[SOURCE DATA]
//! Coordinate validation and temperature handling.
//!
//! Everything here is pure; the HTTP handler and the console poller both
//! build on it.

pub mod units;

use std::fmt;

use thiserror::Error;

pub use units::{round1, to_fahrenheit, TemperatureClass};

/// A latitude/longitude pair that passed range validation.
#[derive(Debug, Clone, Copy, PartialEq)]
pub struct Coordinates {
    pub lat: f64,
    pub lon: f64,
}

impl Coordinates {
    pub fn new(lat: f64, lon: f64) -> Result<Self, ValidationError> {
        if !lat.is_finite() || !(-90.0..=90.0).contains(&lat) {
            return Err(ValidationError::LatOutOfRange);
        }
        if !lon.is_finite() || !(-180.0..=180.0).contains(&lon) {
            return Err(ValidationError::LonOutOfRange);
        }
        Ok(Self { lat, lon })
    }
}

impl fmt::Display for Coordinates {
    fn fmt(&self, f: &mut fmt::Formatter<'_>) -> fmt::Result {
        write!(f, "{:.4},{:.4}", self.lat, self.lon)
    }
}

#[derive(Debug, Error, PartialEq)]
pub enum ValidationError {
    #[error("missing lat or lon query params")]
    Missing,

    #[error("invalid lat: {0}")]
    InvalidLat(String),

    #[error("invalid lon: {0}")]
    InvalidLon(String),

    #[error("lat must be between -90 and 90")]
    LatOutOfRange,

    #[error("lon must be between -180 and 180")]
    LonOutOfRange,
}

/// Parse raw query values into validated coordinates.
///
/// Empty strings count as missing. Latitude is checked before longitude at
/// each stage, so a request with two bad values reports the latitude.
pub fn parse_coordinates(
    lat: Option<&str>,
    lon: Option<&str>,
) -> Result<Coordinates, ValidationError> {
    let (lat, lon) = match (lat, lon) {
        (Some(lat), Some(lon)) if !lat.is_empty() && !lon.is_empty() => (lat, lon),
        _ => return Err(ValidationError::Missing),
    };

    let lat = parse_float(lat).map_err(ValidationError::InvalidLat)?;
    let lon = parse_float(lon).map_err(ValidationError::InvalidLon)?;

    Coordinates::new(lat, lon)
}

fn parse_float(raw: &str) -> Result<f64, String> {
    let value: f64 = raw
        .parse()
        .map_err(|e: std::num::ParseFloatError| format!("{raw:?}: {e}"))?;
    if !value.is_finite() {
        return Err(format!("{raw:?}: not a finite number"));
    }
    Ok(value)
}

[WORK INSTRUCTION] Since only the number is needed, state how many lines of the listing contain the word "PartialEq".

[ANSWER AREA] 2